Financement du terrorisme en Syrie au moyen de cryptomonnaies

L’opération minutieusement préparée s’inscrit dans le cadre d’une enquête préliminaire ouverte en janvier 2020 pour financement du terrorisme et association de malfaiteurs terroriste criminelle. Elle s’est produite grâce aux investigations de Tracfin, un service de Bercy dédié à la fraude fiscale, au blanchiment d’argent et au financement du terrorisme. Ce qui intéresse particulièrement la Justice dans cette affaire, c’est la manière dont ce réseau, a « su innover ».

En effet, il n’y a pas si longtemps, la principale méthode de financement des djihadistes était plus « artisanale ». Elle consistait à envoyer des « mandats cash à des collecteurs implantés dans des pays limitrophes de la Syrie » . Mais la source s’étant tarie sous l’effet d’une surveillance accrue, ils ont dû avoir recours à des moyens plus complexes. Moyens a priori élaborés par deux djihadistes français installés en Syrie depuis 2013 et condamnés depuis par contumace.

Selon le communiqué du parquet national antiterroriste (PNAT), ce réseau sophistiqué de transfert de fonds reposait principalement sur l’achat de coupons de cryptomonnaies dans les bureaux de tabac. Les références de ces dits coupons étaient ensuite transmises par messagerie sécurisée à des djihadistes présents en Syrie. Ces derniers récupéraient alors l’argent via des exchanges crypto turcs.
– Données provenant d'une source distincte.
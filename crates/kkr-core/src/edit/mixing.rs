use super::error::EditError;
use crate::core::composition::Composition;
use crate::core::models::document::Document;
use crate::core::models::type_def::TypeDefinition;
use std::collections::HashMap;
use tracing::info;

/// Replaces one site type with a new multi-species (CPA) type.
///
/// The new type inherits `rmt`, `field` and `mxl` from the first definition
/// labelled `target_label` unless overridden.
#[derive(Debug, Clone, PartialEq)]
pub struct SiteMixture {
    pub target_label: String,
    pub new_label: Option<String>,
    pub composition: Composition,
    pub muffin_tin_radius: Option<f64>,
    pub external_field: Option<f64>,
    pub max_angular_momentum: Option<i32>,
}

impl SiteMixture {
    pub fn new(target_label: impl Into<String>, composition: Composition) -> Self {
        Self {
            target_label: target_label.into(),
            new_label: None,
            composition,
            muffin_tin_radius: None,
            external_field: None,
            max_angular_momentum: None,
        }
    }

    pub fn with_new_label(mut self, label: impl Into<String>) -> Self {
        self.new_label = Some(label.into());
        self
    }

    /// The label given to the mixed type, `"{target}_mix"` by default.
    pub fn resolved_label(&self) -> String {
        self.new_label
            .clone()
            .unwrap_or_else(|| format!("{}_mix", self.target_label))
    }
}

impl Document {
    /// Adds the mixed type described by `mixture` and moves every position
    /// labelled `target_label` onto it.
    ///
    /// # Errors
    ///
    /// Returns [`EditError::UnknownLabel`] if the target has no definition to
    /// inherit from.
    pub fn mix_site(&self, mixture: &SiteMixture) -> Result<Document, EditError> {
        let reference = self
            .type_definitions()
            .iter()
            .find(|d| d.label == mixture.target_label)
            .ok_or_else(|| EditError::unknown_label(&mixture.target_label))?;

        let label = mixture.resolved_label();
        let definition = TypeDefinition::with_species(
            label.clone(),
            mixture
                .muffin_tin_radius
                .unwrap_or(reference.muffin_tin_radius),
            mixture.external_field.unwrap_or(reference.external_field),
            mixture
                .max_angular_momentum
                .unwrap_or(reference.max_angular_momentum),
            mixture.composition.to_species(),
        );
        info!(
            "Mixing {} component(s) onto '{}' as '{}'.",
            mixture.composition.len(),
            mixture.target_label,
            label
        );

        let mapping = HashMap::from([(mixture.target_label.clone(), label)]);
        Ok(self.add_type_definition(definition).replace_by_label(&mapping))
    }
}

#[cfg(test)]
mod tests {
    use super::*;
    use crate::core::models::type_def::Species;
    use crate::testing::ybco;

    fn yttrium_lanthanum() -> Composition {
        Composition::from_weights(&[39, 57], &[1.0, 1.0]).unwrap()
    }

    #[test]
    fn mix_site_adds_type_and_relabels_target() {
        let doc = ybco();
        let mixed = doc
            .mix_site(&SiteMixture::new("Y_1h_2", yttrium_lanthanum()))
            .unwrap();

        assert_eq!(mixed.count_by_label("Y_1h_2"), 0);
        assert_eq!(mixed.count_by_label("Y_1h_2_mix"), 1);
        let def = mixed.type_definition("Y_1h_2_mix").unwrap();
        assert_eq!(def.species_count, 2);
        assert_eq!(def.species, vec![Species::new(39, 50.0), Species::new(57, 50.0)]);
        assert_eq!(def.max_angular_momentum, 2);
        assert_eq!(mixed.type_count(), Some(9));
        assert_eq!(doc.count_by_label("Y_1h_2"), 1);
    }

    #[test]
    fn mix_site_honours_label_and_overrides() {
        let mut mixture = SiteMixture::new("Ba_2t_0", yttrium_lanthanum()).with_new_label("Ba_mix");
        mixture.max_angular_momentum = Some(3);
        mixture.muffin_tin_radius = Some(1.8);

        let mixed = ybco().mix_site(&mixture).unwrap();
        assert_eq!(mixed.count_by_label("Ba_mix"), 2);
        let def = mixed.type_definition("Ba_mix").unwrap();
        assert_eq!(def.max_angular_momentum, 3);
        assert_eq!(def.muffin_tin_radius, 1.8);
        assert_eq!(def.external_field, 0.0);
    }

    #[test]
    fn mix_site_requires_a_reference_definition() {
        let err = ybco()
            .mix_site(&SiteMixture::new("La_1h_2", yttrium_lanthanum()))
            .unwrap_err();
        assert_eq!(err, EditError::unknown_label("La_1h_2"));
    }
}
Des sommes indétectables ?

Selon le parquet, ce sont des dizaines de personnes, dont l’identification s’est avérée complexe du fait de l’absence de vérification d’identité à l’achat, qui se seraient livrées à cette activité de façon très régulière. Ils auraient cumulé de multiples coupons pré-payés aux valeurs variables mais n’excédant pas 250 euros. Une accumulation de petites sommes – trop petites pour être immédiatement repérables ? – qui aurait fini par constituer un magot de centaines de milliers d’euros.

Ce « trésor de guerre » aurait transité via ce réseau au profit d’une branche affiliée d’al-Qaida mais également de Daech. Un Collectif, représentant plusieurs centaines de familles de Français présents en Irak et en Syrie, soutient lui que les envois d’argent incriminés visent uniquement à soutenir leurs membres détenus là-bas.
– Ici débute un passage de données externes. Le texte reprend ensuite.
//! Нормализация расписаний для экрана сравнения вариантов.

use chrono::{DateTime, Local, NaiveDate, NaiveDateTime};
use serde::{Deserialize, Serialize};

use crate::freight::models::{CutOffTime, Leg, RawSchedule, SchedulePoint};

/// Расписание в плоском виде для отображения
#[derive(Debug, Default, Clone, PartialEq, Serialize, Deserialize)]
#[serde(default, rename_all = "camelCase")]
pub struct NormalizedSchedule {
    pub company: Option<String>,
    pub solution_number: Option<i64>,
    pub price: Option<f64>,

    pub transit_time_hours: Option<f64>,
    pub transit_time_days: Option<i64>,

    pub departure_date: Option<String>,
    pub arrival_date: Option<String>,

    pub origin_location: Option<String>,
    pub origin_facility: Option<String>,
    pub destination_location: Option<String>,
    pub destination_facility: Option<String>,

    pub receipt_type_at_origin: Option<String>,
    pub delivery_type_at_destination: Option<String>,

    pub cut_off_times: Vec<CutOffTime>,
    pub legs: Vec<LegSummary>,

    #[serde(rename = "_raw")]
    pub raw: RawSchedule,
}

/// Одно плечо маршрута
#[derive(Debug, Default, Clone, PartialEq, Serialize, Deserialize)]
#[serde(default, rename_all = "camelCase")]
pub struct LegSummary {
    pub sequence_number: Option<u32>,
    pub vessel_name: Option<String>,
    #[serde(rename = "vesselIMO")]
    pub vessel_imo: Option<String>,
    pub vessel_flag: Option<String>,
    pub service_name: Option<String>,
    pub service_code: Option<String>,
    pub voyage_number: Option<String>,
    pub departure_location: Option<String>,
    pub departure_date_time: Option<String>,
    pub arrival_location: Option<String>,
    pub arrival_date_time: Option<String>,
}

/// Метаданные варианта до подмешивания расписания
#[derive(Debug, Default, Clone, PartialEq, Serialize, Deserialize)]
#[serde(default, rename_all = "camelCase")]
pub struct ResultMeta {
    pub id: String,
    pub company: Option<String>,
    pub transit_days: Option<i64>,
    pub price: Option<f64>,
}

/// Вариант на экране сравнения
#[derive(Debug, Default, Clone, PartialEq, Serialize, Deserialize)]
#[serde(default, rename_all = "camelCase")]
pub struct ComparisonOption {
    pub id: String,
    pub price: Option<f64>,
    pub company: Option<String>,
    pub transit_days: Option<i64>,
    pub departure_date: Option<String>,
    pub arrival_date: Option<String>,
    pub schedule: Option<NormalizedSchedule>,
}

pub fn normalize_schedule_data(data: Option<&RawSchedule>) -> Option<NormalizedSchedule> {
    let data = data?;
    let receipt = data.place_of_receipt.as_ref();
    let delivery = data.place_of_delivery.as_ref();

    let location_name = |point: Option<&SchedulePoint>| {
        point
            .and_then(|p| p.location.as_ref())
            .and_then(|l| l.location_name.clone())
    };
    let facility_code = |point: Option<&SchedulePoint>| {
        point
            .and_then(|p| p.location.as_ref())
            .and_then(|l| l.facility.as_ref())
            .and_then(|f| f.facility_code.clone())
    };

    Some(NormalizedSchedule {
        company: data.company.clone(),
        solution_number: data.solution_number,
        price: data.price,
        transit_time_hours: data.transit_time,
        transit_time_days: data.transit_time.and_then(hours_to_days),
        departure_date: receipt.and_then(|p| non_empty(p.date_time.as_deref())),
        arrival_date: delivery.and_then(|p| non_empty(p.date_time.as_deref())),
        origin_location: location_name(receipt),
        origin_facility: facility_code(receipt),
        destination_location: location_name(delivery),
        destination_facility: facility_code(delivery),
        receipt_type_at_origin: data.receipt_type_at_origin.clone(),
        delivery_type_at_destination: data.delivery_type_at_destination.clone(),
        cut_off_times: data.cut_off_times.clone(),
        legs: extract_vessel_info(data.legs.as_deref()),
        raw: data.clone(),
    })
}

pub fn extract_vessel_info(legs: Option<&[Leg]>) -> Vec<LegSummary> {
    let Some(legs) = legs else {
        return Vec::new();
    };

    legs.iter()
        .map(|leg| {
            let transport = leg.transport.as_ref();
            let vessel = transport.and_then(|t| t.vessel.as_ref());
            let partner = transport.and_then(|t| t.service_partners.first());

            LegSummary {
                sequence_number: leg.sequence_number,
                vessel_name: vessel.and_then(|v| v.name.clone()),
                vessel_imo: vessel.and_then(|v| v.vessel_imo_number.clone()),
                vessel_flag: vessel.and_then(|v| v.flag.clone()),
                service_name: partner.and_then(|p| p.carrier_service_name.clone()),
                service_code: partner.and_then(|p| p.carrier_service_code.clone()),
                voyage_number: partner.and_then(|p| p.carrier_import_voyage_number.clone()),
                departure_location: leg
                    .departure
                    .as_ref()
                    .and_then(|d| d.location.as_ref())
                    .and_then(|l| l.location_name.clone()),
                departure_date_time: leg.departure.as_ref().and_then(|d| d.date_time.clone()),
                arrival_location: leg
                    .arrival
                    .as_ref()
                    .and_then(|a| a.location.as_ref())
                    .and_then(|l| l.location_name.clone()),
                arrival_date_time: leg.arrival.as_ref().and_then(|a| a.date_time.clone()),
            }
        })
        .collect()
}

/// "Departed", "Today", "1 day", "<n> days" относительно сегодняшней даты
pub fn calculate_days_until_departure(departure: Option<&str>) -> Option<String> {
    calculate_days_until_departure_from(departure, Local::now().date_naive())
}

pub fn calculate_days_until_departure_from(
    departure: Option<&str>,
    today: NaiveDate,
) -> Option<String> {
    let departure = parse_schedule_date_time(departure?)?.date();
    let days = (departure - today).num_days();

    Some(match days {
        d if d < 0 => "Departed".to_string(),
        0 => "Today".to_string(),
        d => format!("{d} {}", day_word(d)),
    })
}

/// "Oct 19"
pub fn format_schedule_date(value: Option<&str>) -> Option<String> {
    let dt = parse_schedule_date_time(value?)?;
    Some(dt.format("%b %-d").to_string())
}

/// "Oct 19, 02:30 PM"
pub fn format_schedule_date_time(value: Option<&str>) -> Option<String> {
    let dt = parse_schedule_date_time(value?)?;
    Some(dt.format("%b %-d, %I:%M %p").to_string())
}

pub fn format_transit_time(hours: Option<f64>) -> Option<String> {
    let days = hours_to_days(hours?)?;
    Some(format!("{days} {}", day_word(days)))
}

pub fn cut_off_label(code: &str) -> &str {
    match code {
        "DGC" => "Dangerous Cargo Cut-off",
        "DCO" => "Documentation Cut-off",
        "FCO" => "Full Container Cut-off",
        "VGM" => "VGM Cut-off",
        "ECP" => "Empty Container Pick-up",
        other => other,
    }
}

pub fn receipt_delivery_type(code: &str) -> &str {
    match code {
        "CY" => "Container Yard",
        "CFS" => "Container Freight Station",
        "SD" => "Store Door",
        "DOOR" => "Door to Door",
        other => other,
    }
}

/// Есть перевозчик и обе даты
pub fn is_valid_schedule_data(data: Option<&RawSchedule>) -> bool {
    let Some(data) = data else {
        return false;
    };
    let has_date = |p: &Option<SchedulePoint>| {
        p.as_ref()
            .and_then(|p| p.date_time.as_deref())
            .is_some_and(|d| !d.is_empty())
    };

    data.company.as_deref().is_some_and(|c| !c.is_empty())
        && has_date(&data.place_of_receipt)
        && has_date(&data.place_of_delivery)
}

/// Данные расписания перекрывают перевозчика и срок из метаданных
pub fn merge_schedule_with_result(
    meta: ResultMeta,
    data: Option<&RawSchedule>,
) -> ComparisonOption {
    let normalized = normalize_schedule_data(data);

    let company = normalized
        .as_ref()
        .and_then(|s| s.company.clone())
        .filter(|c| !c.is_empty())
        .or(meta.company);
    let transit_days = normalized
        .as_ref()
        .and_then(|s| s.transit_time_days)
        .or(meta.transit_days);

    ComparisonOption {
        id: meta.id,
        price: meta.price,
        company,
        transit_days,
        departure_date: normalized.as_ref().and_then(|s| s.departure_date.clone()),
        arrival_date: normalized.as_ref().and_then(|s| s.arrival_date.clone()),
        schedule: normalized,
    }
}

/// RFC 3339 переводится в локальное время, даты без зоны берутся как есть
fn parse_schedule_date_time(raw: &str) -> Option<NaiveDateTime> {
    let raw = raw.trim();
    if raw.is_empty() {
        return None;
    }
    if let Ok(dt) = DateTime::parse_from_rfc3339(raw) {
        return Some(dt.with_timezone(&Local).naive_local());
    }
    if let Ok(dt) = NaiveDateTime::parse_from_str(raw, "%Y-%m-%dT%H:%M:%S%.f") {
        return Some(dt);
    }
    if let Ok(dt) = NaiveDateTime::parse_from_str(raw, "%Y-%m-%dT%H:%M") {
        return Some(dt);
    }
    NaiveDate::parse_from_str(raw, "%Y-%m-%d")
        .ok()
        .and_then(|d| d.and_hms_opt(0, 0, 0))
}

fn hours_to_days(hours: f64) -> Option<i64> {
    (hours.is_finite() && hours != 0.0).then(|| (hours / 24.0).ceil() as i64)
}

fn day_word(n: i64) -> &'static str {
    if n == 1 { "day" } else { "days" }
}

fn non_empty(value: Option<&str>) -> Option<String> {
    value.filter(|v| !v.is_empty()).map(str::to_string)
}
Digycode et Keplerk sommés de s’expliquer

Quoi qu’il en soit, c’est une histoire qui risque de laisser des traces. Elle va certainement abonder encore la légende sulfureuse de Bitcoin aux yeux du grand public. Mais elle risque aussi d’entamer la réputation des sociétés qui s’appuient sur un réseau de revendeurs pour proposer ces coupons.

Le patron de Digycode, Christopher Villegas, interrogé par Capital, a immédiatement réagi . Il a indiqué “avoir été mis au courant en juillet” et dès lors avoir pris des dispositions. “Nous avons interdit toutes les connexions hors de France et de Suisse, tous les autres pays comme la Turquie et la Syrie ont été complètement bannis”, assure-t-il au magazine. D’après lui, et toujours selon le mensuel, seul un versement de 250 euros de bitcoins a été encaissé sur Digycode par l’un des deux djihadistes installés en Syrie et identifiés par le PNT.

La société explique par ailleurs qu’elle serait actuellement en train de mettre en oeuvre « une mise en conformité de cette activité qui implique un monitoring accru de l’utilisation du service dans le cadre des dispositifs instauré par la loi PACTE en 2019 ». Quant au patron de Keplerk, toujours selon Capital, il se serait contenté d’une courte déclaration. « Cette affaire démontre que la France a su se positionner sur les domaines crypto y compris dans la lutte contre les dérives liées à l’usage du bitcoin”. 

Dispositif de lutte à géométrie variable ?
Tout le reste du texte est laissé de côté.